──今回の発表を受けて、周囲から「バーンアウトしたのではないか」「アイデアが尽きたのではないか」と勘繰る声も出てくるかもしれません。
毎日現場で働く人から見れば、そう思えるかもしれませんね(笑)。ですが、これは決して燃え尽きたりエネルギーを失ったりしたわけではありません。トータルの仕事量はこれまでと変わりません。変わるのは「毎晩フロアに立ち、12カ月間毎週パフォーマンスを続けなければならない」という構造だけです。
私たちは時間を買い、新しい道を探るために大きな投資をします。「何が起きているんだ?」と疑う人たちには、来年の営業再開時のパフォーマンスを見てもらえれば理解してもらえるはずです。
私が問い直したいのは「ファインダイニングとは何か」そのものです。イノベーションとクリエイティビティの境界線を押し広げるには、まとまった時間が必要なのです。

──先日、世界のベストレストラン50で3位(2024年)だったパリの「テーブル by ブルーノ・ベルジュ」は、閉店してカジュアル店へ路線変更すると発表しました。ファインダイニングの未来をどう見ていますか?
私にとって、ファインダイニングは決して死んでいません。
ただし、「ファインダイニング」の定義は変わる必要があります。高級で洗練された昔ながらのエクスクルーシブな市場は縮小しているかもしれませんが、イノベーションやクリエイティビティへの探求はなくなりません。
今や美味しい料理や上質な食材は世界中で民主化されています。
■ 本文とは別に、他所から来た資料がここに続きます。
/******************************************************************************
   Author: Joaquín Béjar García
   Email: jb@taunais.com
   Date: 27/1/26
******************************************************************************/

//! # FerroFix Dictionary
//!
//! FIX specification parsing and dictionary management for the FerroFix engine.
//!
//! This crate provides:
//! - **Schema definitions**: Field, message, and component member trees
//! - **Dictionary parsing**: QuickFIX XML format loader
//! - **Dictionary sets**: Directory loading with BeginString lookup

pub mod loader;
pub mod schema;

pub use loader::DictionarySet;
pub use schema::{Dictionary, FieldDef, FieldEnum, Member, MemberKind, MessageDef, MsgCat};
#[cfg(test)]
mod tests {
    use super::*;

    const PARTIES_FIX42: &str = r#"<?xml version="1.0"?>
<fix type="FIX" major="4" minor="2">
  <fields>
    <field number="8" name="BeginString" type="STRING"/>
    <field number="35" name="MsgType" type="STRING"/>
    <field number="55" name="Symbol" type="STRING"/>
    <field number="38" name="OrderQty" type="QTY"/>
    <field number="44" name="Price" type="PRICE"/>
    <field number="453" name="NoPartyIDs" type="NUMINGROUP"/>
    <field number="448" name="PartyID" type="STRING"/>
    <field number="447" name="PartyIDSource" type="CHAR"/>
    <field number="452" name="PartyRole" type="INT"/>
  </fields>
  <components>
    <component name="Parties">
      <group name="NoPartyIDs" required="N">
        <field name="PartyID" required="Y"/>
        <field name="PartyIDSource" required="Y"/>
        <field name="PartyRole" required="Y"/>
      </group>
    </component>
  </components>
  <messages>
    <message name="TestMsg" msgtype="T" msgcat="app">
      <field name="Symbol" required="Y"/>
    </message>
    <message name="NewOrderSingle" msgtype="D" msgcat="app">
      <field name="Symbol" required="Y"/>
      <component name="Parties" required="Y"/>
    </message>
  </messages>
</fix>
"#;

    fn decoder_with_fix42() -> FixDecoder {
        let mut set = DictionarySet::new();
        set.add(Dictionary::load_from_str(PARTIES_FIX42, "FIX42.xml").unwrap());
        FixDecoder::with_dictionaries(set)
    }

    #[test]
    fn test_decode_typed_fields() {
        let decoder = decoder_with_fix42();
        let decoded = decoder.decode(b"8=FIX.4.2|35=T|55=IBM|38=100|44=123.45|");

        assert_eq!(decoded.begin_string, "FIX.4.2");
        assert_eq!(decoded.msg_type, "T");
        assert!(decoded.structurally_valid);

        let symbol = decoded.field(55).unwrap();
        assert_eq!(symbol.name, "Symbol");
        assert_eq!(symbol.raw_str(), "IBM");
        assert_eq!(symbol.typed.as_str(), Some("IBM"));

        assert_eq!(decoded.field(38).unwrap().typed.as_f64(), Some(100.0));
        assert_eq!(decoded.field(44).unwrap().typed.as_f64(), Some(123.45));
    }

    #[test]
    fn test_decode_without_dictionary() {
        let decoder = FixDecoder::new();
        let decoded = decoder.decode(b"8=FIX.9.9|35=T|55=IBM|38=100|");

        assert_eq!(decoded.begin_string, "FIX.9.9");
        assert!(decoded.structurally_valid);
        assert!(decoded.field(8).is_some());
        assert!(decoded.field(35).is_some());

        // No schema: empty metadata, raw string typed values.
        let qty = decoded.field(38).unwrap();
        assert!(qty.name.is_empty());
        assert!(qty.type_name.is_empty());
        assert_eq!(qty.typed.as_str(), Some("100"));
    }

    #[test]
    fn test_decode_accepts_soh_frames() {
        let decoder = decoder_with_fix42();
        let decoded = decoder.decode(b"8=FIX.4.2\x0135=T\x0155=IBM\x01");
        assert_eq!(decoded.msg_type, "T");
        assert_eq!(decoded.field(55).unwrap().raw_str(), "IBM");
    }

    #[test]
    fn test_decode_validation_errors_do_not_stop_decode() {
        let decoder = decoder_with_fix42();
        let decoded =
            decoder.decode(b"8=FIX.4.2|35=D|55=IBM|453=2|448=PARTY1|447=D|452=1|");

        assert!(!decoded.structurally_valid);
        assert!(
            decoded
                .validation_errors
                .iter()
                .any(|e| e.contains("count mismatch"))
        );
        assert_eq!(decoded.field(55).unwrap().typed.as_str(), Some("IBM"));
    }

    #[test]
    fn test_decode_object_lookup() {
        let decoder = decoder_with_fix42();
        let decoded = decoder.decode_object(b"8=FIX.4.2|35=T|55=IBM|38=100|44=123.45|");

        assert_eq!(decoded.begin_string, "FIX.4.2");
        assert_eq!(decoded.msg_type, "T");

        let symbol = decoded.get(55);
        assert!(symbol.exists());
        assert_eq!(symbol.as_str(), Some("IBM"));

        assert_eq!(decoded.get(38).as_f64(), Some(100.0));
        assert_eq!(decoded.get(44).as_f64(), Some(123.45));
        assert!(!decoded.get(999).exists());
        assert!(decoded.get(999).value().is_absent());
    }

    #[test]
    fn test_decode_object_chained_lookup_falls_back_to_root() {
        let decoder = decoder_with_fix42();
        let decoded = decoder.decode_object(b"8=FIX.4.2|35=T|55=IBM|");

        let chained = decoded.get(35).get(55);
        assert!(chained.exists());
        assert_eq!(chained.as_str(), Some("IBM"));
    }

    #[test]
    fn test_decode_object_first_occurrence_wins() {
        let decoder = decoder_with_fix42();
        let decoded =
            decoder.decode_object(b"8=FIX.4.2|35=D|55=IBM|453=2|448=FIRST|447=D|452=1|448=SECOND|447=D|452=3|");

        assert_eq!(decoded.get(448).as_str(), Some("FIRST"));
    }

    #[test]
    fn test_appl_ver_id_routes_typing_and_dictionary() {
        let decoder = decoder_with_fix42();
        let decoded = decoder.decode_object(b"8=FIXT.1.1|35=T|1128=4|55=IBM|44=123.45|");

        // Effective version is FIX.4.2 even though tag 8 says FIXT.1.1.
        assert_eq!(decoded.begin_string, "FIX.4.2");
        assert_eq!(decoded.get(44).as_f64(), Some(123.45));
    }

    #[test]
    fn test_appl_ver_id_in_message_shape_keeps_raw_begin_string() {
        let decoder = decoder_with_fix42();
        let decoded = decoder.decode(b"8=FIXT.1.1|35=T|1128=4|55=IBM|44=123.45|");

        // The ordered shape reports tag 8 verbatim but types via FIX.4.2.
        assert_eq!(decoded.begin_string, "FIXT.1.1");
        assert_eq!(decoded.field(44).unwrap().typed.as_f64(), Some(123.45));
    }

    #[test]
    fn test_register_type_decoder_override() {
        // A version without a generated table exercises the
        // dictionary-declared type-name path, where overrides apply.
        let custom = r#"<fix type="FIX" major="6" minor="0">
  <fields>
    <field number="44" name="Price" type="PRICE"/>
  </fields>
  <messages/>
</fix>"#;
        let mut set = DictionarySet::new();
        set.add(Dictionary::load_from_str(custom, "FIX60.xml").unwrap());
        let mut decoder = FixDecoder::with_dictionaries(set);

        decoder.register_type_decoder(
            "price",
            std::sync::Arc::new(|value: &Bytes| {
                std::str::from_utf8(value)
                    .ok()
                    .and_then(|s| s.parse::<f64>().ok())
                    .map_or(TypedValue::Absent, |p| TypedValue::Double(p * 100.0))
            }),
        );

        let decoded = decoder.decode(b"8=FIX.6.0|35=T|44=2|");
        assert_eq!(decoded.field(44).unwrap().typed.as_f64(), Some(200.0));
    }
}
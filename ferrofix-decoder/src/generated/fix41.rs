/******************************************************************************
   Author: Joaquín Béjar García
   Email: jb@taunais.com
   Date: 27/1/26
******************************************************************************/

//! Tag → type-code table for FIX 4.1. Generated; do not edit.

use crate::typed::TypeCode;

/// BeginString advertised by FIX 4.1 sessions.
pub const BEGIN_STRING: &str = "FIX.4.1";

/// Resolves a tag to its FIX 4.1 type code.
#[must_use]
pub const fn type_code_for(tag: u32) -> TypeCode {
    match tag {
        // Session layer
        7 | 16 | 34 | 36 => TypeCode::Int64,          // BeginSeqNo, EndSeqNo, MsgSeqNum, NewSeqNo
        9 | 90 | 93 | 95 => TypeCode::Int64,          // BodyLength, SecureDataLen, SignatureLength, RawDataLength
        98 | 108 => TypeCode::Int64,                  // EncryptMethod, HeartBtInt
        43 | 97 | 123 | 141 => TypeCode::Bool,        // PossDupFlag, PossResend, GapFillFlag, ResetSeqNumFlag
        89 | 91 | 96 => TypeCode::RawData,            // Signature, SecureData, RawData

        // Order entry / execution
        6 | 31 | 44 | 99 | 132 | 133 => TypeCode::Double, // AvgPx, LastPx, Price, StopPx, BidPx, OfferPx
        12 | 118 | 119 | 137 | 153 | 154 => TypeCode::Double, // Commission, NetMoney, SettlCurrAmt, MiscFeeAmt, AllocAvgPx, AllocNetMoney
        14 | 32 | 38 | 53 | 110 | 111 | 134 | 135 | 151 => TypeCode::Double, // CumQty, LastShares, OrderQty, Shares, MinQty, MaxFloor, BidSize, OfferSize, LeavesQty
        67 | 68 | 74 | 82 | 83 | 87 | 88 => TypeCode::Int64, // ListSeqNo, ListNoOrds, AvgPrxPrecision, NoRpts, RptSeq, AllocStatus, AllocRejCode
        102 | 103 | 157 | 169 => TypeCode::Int64,     // CxlRejReason, OrdRejReason, NumDaysInterest, StandInstDbType
        158 | 159 => TypeCode::Double,                // AccruedInterestRate, AccruedInterestAmt

        // Repeating groups
        73 | 78 | 124 | 136 => TypeCode::GroupCount,  // NoOrders, NoAllocs, NoExecs, NoMiscFees

        _ => TypeCode::String,
    }
}
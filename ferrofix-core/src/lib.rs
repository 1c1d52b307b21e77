/******************************************************************************
   Author: Joaquín Béjar García
   Email: jb@taunais.com
   Date: 27/1/26
******************************************************************************/

//! # FerroFix Core
//!
//! Core types and error definitions for the FerroFix FIX protocol engine.
//!
//! This crate provides the fundamental building blocks used across all FerroFix crates:
//! - **Error types**: Unified error handling with `thiserror`
//! - **Field types**: `FieldRef` and the `TypedValue` decoded-value union
//! - **Core types**: `SeqNum`, `Timestamp`, `CompId`
//!
//! ## Zero-Copy Design
//!
//! Parsing works over borrowed views (`FieldRef`) while decoded outputs hold
//! their normalized bytes in a shared [`bytes::Bytes`] buffer; string values
//! are cheap sub-slices of that buffer, so they remain valid for exactly as
//! long as the decoded output that produced them.

pub mod error;
pub mod field;
pub mod types;

pub use error::{DecodeError, DictionaryError, FixError, Result};
pub use field::{FieldRef, TypedValue};
pub use types::{CompId, SeqNum, Timestamp};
日本を見れば一目瞭然で、手頃な価格のラーメン一杯でも素晴らしい味覚体験ができます。「高級な食材を使い、丁寧なサービスを提供する」だけでは、これからのファインダイニングとして不十分です。
私にとって食とは「コミュニケーションの手段」であり、「物語を伝えるメディア」です。料理そのものを超えた「Xファクター」つまり、未知の感動体験や新しい価値観を提供することが求められています。
──休業期間中、一般向けに“舞台裏ツアー”を実施すると伺いました。
はい。スタッフが案内する「Behind the Scenes(舞台裏)ツアー」を計画しています。アルケミストのクリエイティビティやイノベーションの裏側を、より民主化された形で体験してもらう試みです。
普段は見られないテストキッチンに入り、開発中の試作品を味わったり、コンテンツやストーリーテリングがどう作られているのかマニアックな背景まで見学できます。現在の価格設定や席数のハードルで来店できなかった若い世代や、シェフを目指す学生たちにも手が届くリーズナブルな価格設定にする予定です。
──5カ月の準備期間を経て営業再開したとき、アルケミストはどう進化しているのでしょうか。
「もっと良くなる」というよりは、「もっと意味のあるものになる」と言いたいですね。私自身にとっても、チームにとっても、そしてゲストにとっても、未来の食とダイニングのあり方を提示できるような、これまで以上に大胆で野心的な体験を作り上げます。
「ファインダイニング」という言葉自体が不要になるのかもしれません。しかし、最高峰のイノベーションと表現の場であり続けることには変わりありません。その答えを探すための5カ月間であり、来年戻ってきたときには全く新しい世界をお見せできると確信しています。